▸ **Assignment**:
Below are the records; copy out every line that holds the word "decode".
(Information provided Opens)
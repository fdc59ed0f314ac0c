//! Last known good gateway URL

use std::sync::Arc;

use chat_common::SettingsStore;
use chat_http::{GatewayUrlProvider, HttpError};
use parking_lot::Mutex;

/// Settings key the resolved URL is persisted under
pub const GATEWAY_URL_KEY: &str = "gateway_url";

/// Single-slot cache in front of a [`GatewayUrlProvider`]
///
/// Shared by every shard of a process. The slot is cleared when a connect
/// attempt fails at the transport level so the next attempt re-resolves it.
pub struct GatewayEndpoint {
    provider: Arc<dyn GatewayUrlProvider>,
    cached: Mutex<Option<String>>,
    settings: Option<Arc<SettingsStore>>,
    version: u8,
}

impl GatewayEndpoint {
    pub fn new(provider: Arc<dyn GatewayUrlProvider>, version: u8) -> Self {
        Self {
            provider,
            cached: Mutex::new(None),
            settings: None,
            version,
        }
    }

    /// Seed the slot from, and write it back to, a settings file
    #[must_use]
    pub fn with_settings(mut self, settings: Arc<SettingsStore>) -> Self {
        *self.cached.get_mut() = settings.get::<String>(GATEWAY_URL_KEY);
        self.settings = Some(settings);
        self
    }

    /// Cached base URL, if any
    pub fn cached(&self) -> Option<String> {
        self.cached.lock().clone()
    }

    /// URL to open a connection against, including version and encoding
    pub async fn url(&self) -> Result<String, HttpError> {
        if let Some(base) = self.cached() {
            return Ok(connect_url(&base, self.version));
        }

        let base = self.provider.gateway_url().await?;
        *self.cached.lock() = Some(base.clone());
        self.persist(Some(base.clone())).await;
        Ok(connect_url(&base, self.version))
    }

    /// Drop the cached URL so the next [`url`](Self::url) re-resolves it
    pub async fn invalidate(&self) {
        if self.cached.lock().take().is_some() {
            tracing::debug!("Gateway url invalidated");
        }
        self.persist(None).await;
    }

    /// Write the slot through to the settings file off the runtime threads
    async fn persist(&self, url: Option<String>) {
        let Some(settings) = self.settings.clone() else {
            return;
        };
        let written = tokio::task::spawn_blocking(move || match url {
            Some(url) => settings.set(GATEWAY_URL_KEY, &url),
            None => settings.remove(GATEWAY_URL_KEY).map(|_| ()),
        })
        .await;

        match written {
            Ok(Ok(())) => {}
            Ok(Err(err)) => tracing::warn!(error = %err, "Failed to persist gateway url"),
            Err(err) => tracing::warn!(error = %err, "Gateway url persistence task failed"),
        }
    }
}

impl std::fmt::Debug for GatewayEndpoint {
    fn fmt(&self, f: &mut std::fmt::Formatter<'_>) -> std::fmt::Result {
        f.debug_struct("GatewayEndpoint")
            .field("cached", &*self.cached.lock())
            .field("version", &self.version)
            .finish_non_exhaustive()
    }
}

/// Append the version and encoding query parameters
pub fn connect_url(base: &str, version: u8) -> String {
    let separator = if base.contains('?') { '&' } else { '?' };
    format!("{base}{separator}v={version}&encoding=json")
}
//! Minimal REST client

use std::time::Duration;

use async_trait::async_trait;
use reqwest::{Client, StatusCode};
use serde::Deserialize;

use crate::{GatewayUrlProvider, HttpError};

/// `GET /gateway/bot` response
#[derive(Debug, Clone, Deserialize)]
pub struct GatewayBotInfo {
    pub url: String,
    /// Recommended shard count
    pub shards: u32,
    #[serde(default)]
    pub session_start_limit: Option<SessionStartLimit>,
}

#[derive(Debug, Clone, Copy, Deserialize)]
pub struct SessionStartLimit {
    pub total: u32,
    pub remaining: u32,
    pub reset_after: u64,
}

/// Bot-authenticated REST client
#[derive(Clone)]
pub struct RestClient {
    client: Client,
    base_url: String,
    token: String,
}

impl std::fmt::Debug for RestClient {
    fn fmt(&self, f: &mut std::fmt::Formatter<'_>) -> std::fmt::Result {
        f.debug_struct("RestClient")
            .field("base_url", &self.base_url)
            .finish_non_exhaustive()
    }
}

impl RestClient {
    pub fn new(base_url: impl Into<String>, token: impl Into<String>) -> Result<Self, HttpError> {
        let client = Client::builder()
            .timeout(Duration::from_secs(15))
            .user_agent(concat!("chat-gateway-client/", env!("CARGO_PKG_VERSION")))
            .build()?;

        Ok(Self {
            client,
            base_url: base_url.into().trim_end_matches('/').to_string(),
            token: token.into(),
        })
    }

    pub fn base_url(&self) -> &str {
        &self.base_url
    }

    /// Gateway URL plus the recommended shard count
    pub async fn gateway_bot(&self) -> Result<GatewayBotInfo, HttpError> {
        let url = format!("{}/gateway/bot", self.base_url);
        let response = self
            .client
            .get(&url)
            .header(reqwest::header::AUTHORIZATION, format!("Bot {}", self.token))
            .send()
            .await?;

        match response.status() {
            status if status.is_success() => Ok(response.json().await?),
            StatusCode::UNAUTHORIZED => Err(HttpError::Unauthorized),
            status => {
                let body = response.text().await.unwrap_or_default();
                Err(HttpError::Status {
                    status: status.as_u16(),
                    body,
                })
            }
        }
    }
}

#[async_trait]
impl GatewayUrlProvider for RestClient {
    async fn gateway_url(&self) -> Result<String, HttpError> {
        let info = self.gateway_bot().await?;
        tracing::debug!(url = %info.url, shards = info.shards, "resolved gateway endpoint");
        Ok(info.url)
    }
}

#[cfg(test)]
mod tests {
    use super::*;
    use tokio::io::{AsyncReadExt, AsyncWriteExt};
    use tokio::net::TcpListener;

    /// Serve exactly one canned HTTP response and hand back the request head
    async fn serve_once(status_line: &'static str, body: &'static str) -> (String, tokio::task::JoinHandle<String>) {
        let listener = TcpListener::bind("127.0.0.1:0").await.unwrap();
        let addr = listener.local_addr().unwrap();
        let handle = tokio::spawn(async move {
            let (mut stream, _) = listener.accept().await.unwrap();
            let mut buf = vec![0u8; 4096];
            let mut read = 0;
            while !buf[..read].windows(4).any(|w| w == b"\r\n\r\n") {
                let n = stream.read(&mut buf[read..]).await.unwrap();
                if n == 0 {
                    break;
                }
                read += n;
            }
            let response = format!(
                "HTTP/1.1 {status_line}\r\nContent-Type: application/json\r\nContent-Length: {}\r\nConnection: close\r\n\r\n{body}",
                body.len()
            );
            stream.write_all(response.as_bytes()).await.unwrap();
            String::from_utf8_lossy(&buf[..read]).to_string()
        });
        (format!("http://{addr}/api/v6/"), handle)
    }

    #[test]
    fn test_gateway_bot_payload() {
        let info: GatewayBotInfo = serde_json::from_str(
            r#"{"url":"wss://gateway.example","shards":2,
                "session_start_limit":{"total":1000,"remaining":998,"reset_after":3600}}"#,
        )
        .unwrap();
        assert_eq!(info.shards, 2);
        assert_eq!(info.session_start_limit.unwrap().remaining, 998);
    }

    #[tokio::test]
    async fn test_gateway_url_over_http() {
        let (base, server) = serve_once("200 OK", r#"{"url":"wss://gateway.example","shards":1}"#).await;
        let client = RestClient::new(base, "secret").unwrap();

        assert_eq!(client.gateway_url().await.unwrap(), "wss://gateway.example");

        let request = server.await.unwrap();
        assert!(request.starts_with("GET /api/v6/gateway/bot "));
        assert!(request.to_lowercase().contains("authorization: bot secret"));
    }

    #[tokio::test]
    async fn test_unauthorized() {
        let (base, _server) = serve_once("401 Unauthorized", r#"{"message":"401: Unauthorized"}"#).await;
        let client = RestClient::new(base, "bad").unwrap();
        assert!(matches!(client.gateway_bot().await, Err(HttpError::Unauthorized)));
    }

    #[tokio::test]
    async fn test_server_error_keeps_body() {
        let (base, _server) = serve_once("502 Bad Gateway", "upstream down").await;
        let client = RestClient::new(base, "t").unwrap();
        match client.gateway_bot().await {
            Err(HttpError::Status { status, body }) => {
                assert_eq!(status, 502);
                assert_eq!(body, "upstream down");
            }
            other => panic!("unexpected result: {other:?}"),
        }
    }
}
(Information provided Closes)
(Information provided Opens)
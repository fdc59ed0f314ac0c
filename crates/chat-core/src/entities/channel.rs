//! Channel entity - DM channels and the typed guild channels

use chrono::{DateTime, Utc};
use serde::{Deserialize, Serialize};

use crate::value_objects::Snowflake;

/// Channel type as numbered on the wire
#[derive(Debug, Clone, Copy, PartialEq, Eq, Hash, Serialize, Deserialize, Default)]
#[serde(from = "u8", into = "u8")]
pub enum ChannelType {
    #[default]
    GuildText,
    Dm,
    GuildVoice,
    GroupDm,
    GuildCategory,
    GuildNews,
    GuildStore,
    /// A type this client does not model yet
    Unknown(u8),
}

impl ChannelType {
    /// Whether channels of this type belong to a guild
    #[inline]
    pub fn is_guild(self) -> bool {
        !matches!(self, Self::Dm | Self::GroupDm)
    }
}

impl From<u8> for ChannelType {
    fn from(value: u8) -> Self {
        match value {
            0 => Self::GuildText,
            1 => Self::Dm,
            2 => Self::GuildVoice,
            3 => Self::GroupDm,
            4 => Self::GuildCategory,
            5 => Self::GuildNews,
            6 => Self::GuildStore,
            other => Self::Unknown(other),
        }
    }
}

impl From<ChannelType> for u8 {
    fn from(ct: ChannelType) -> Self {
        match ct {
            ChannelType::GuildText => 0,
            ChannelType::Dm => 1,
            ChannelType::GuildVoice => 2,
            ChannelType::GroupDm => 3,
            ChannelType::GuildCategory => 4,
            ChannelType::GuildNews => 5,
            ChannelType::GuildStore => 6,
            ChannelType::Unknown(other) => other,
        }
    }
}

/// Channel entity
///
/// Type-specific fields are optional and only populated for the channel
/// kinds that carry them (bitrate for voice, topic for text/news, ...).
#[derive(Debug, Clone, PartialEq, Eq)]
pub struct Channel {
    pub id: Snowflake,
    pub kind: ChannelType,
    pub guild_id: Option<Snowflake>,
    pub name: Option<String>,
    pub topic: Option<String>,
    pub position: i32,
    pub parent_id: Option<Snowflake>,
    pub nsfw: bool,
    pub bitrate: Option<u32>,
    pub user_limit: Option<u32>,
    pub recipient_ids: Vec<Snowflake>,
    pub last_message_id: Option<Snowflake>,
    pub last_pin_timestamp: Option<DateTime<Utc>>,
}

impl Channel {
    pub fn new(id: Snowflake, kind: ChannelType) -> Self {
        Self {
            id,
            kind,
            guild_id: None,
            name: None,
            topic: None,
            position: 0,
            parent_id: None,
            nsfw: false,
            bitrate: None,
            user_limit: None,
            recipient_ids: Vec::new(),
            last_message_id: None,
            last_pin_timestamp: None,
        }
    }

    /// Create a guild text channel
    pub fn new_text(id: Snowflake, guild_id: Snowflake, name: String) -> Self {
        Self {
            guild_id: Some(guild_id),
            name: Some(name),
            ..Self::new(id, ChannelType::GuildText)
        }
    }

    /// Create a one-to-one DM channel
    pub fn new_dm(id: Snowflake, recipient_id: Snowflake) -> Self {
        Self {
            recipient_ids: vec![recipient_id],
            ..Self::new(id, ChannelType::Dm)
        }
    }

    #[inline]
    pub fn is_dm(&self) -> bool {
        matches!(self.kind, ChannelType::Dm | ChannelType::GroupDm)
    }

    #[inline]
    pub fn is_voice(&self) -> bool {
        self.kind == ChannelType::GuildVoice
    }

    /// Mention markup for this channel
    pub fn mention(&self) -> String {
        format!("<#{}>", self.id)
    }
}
(Information provided Closes)
(Information provided Opens)
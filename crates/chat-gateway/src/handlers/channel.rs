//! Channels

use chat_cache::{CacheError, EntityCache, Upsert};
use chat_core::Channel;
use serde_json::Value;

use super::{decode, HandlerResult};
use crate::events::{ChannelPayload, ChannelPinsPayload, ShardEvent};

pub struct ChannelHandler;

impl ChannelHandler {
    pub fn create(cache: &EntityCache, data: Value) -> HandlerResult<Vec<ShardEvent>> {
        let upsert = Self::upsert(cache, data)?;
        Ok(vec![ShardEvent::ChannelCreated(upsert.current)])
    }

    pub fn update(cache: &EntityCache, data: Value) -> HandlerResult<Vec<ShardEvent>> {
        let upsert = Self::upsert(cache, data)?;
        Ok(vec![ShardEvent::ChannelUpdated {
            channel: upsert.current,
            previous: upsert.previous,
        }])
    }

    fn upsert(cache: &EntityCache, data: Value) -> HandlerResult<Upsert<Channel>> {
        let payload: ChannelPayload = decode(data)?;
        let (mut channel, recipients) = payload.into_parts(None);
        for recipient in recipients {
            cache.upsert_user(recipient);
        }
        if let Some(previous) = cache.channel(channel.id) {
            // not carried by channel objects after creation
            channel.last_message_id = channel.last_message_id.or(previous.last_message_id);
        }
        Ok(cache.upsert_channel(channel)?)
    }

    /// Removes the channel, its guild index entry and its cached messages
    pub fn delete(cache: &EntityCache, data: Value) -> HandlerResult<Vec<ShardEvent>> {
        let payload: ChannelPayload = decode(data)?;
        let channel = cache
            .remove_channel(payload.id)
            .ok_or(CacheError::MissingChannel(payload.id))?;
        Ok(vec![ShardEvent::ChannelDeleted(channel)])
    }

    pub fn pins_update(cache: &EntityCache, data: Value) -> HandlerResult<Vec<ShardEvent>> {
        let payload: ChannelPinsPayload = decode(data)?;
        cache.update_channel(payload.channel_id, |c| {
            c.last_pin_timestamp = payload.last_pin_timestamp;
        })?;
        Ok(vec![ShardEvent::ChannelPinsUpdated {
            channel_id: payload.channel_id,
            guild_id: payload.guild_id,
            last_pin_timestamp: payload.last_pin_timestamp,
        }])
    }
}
(Information provided Closes)
▸ **Response**:
use super::{decode, HandlerResult};
        let payload: ChannelPayload = decode(data)?;
        let payload: ChannelPayload = decode(data)?;
        let payload: ChannelPinsPayload = decode(data)?;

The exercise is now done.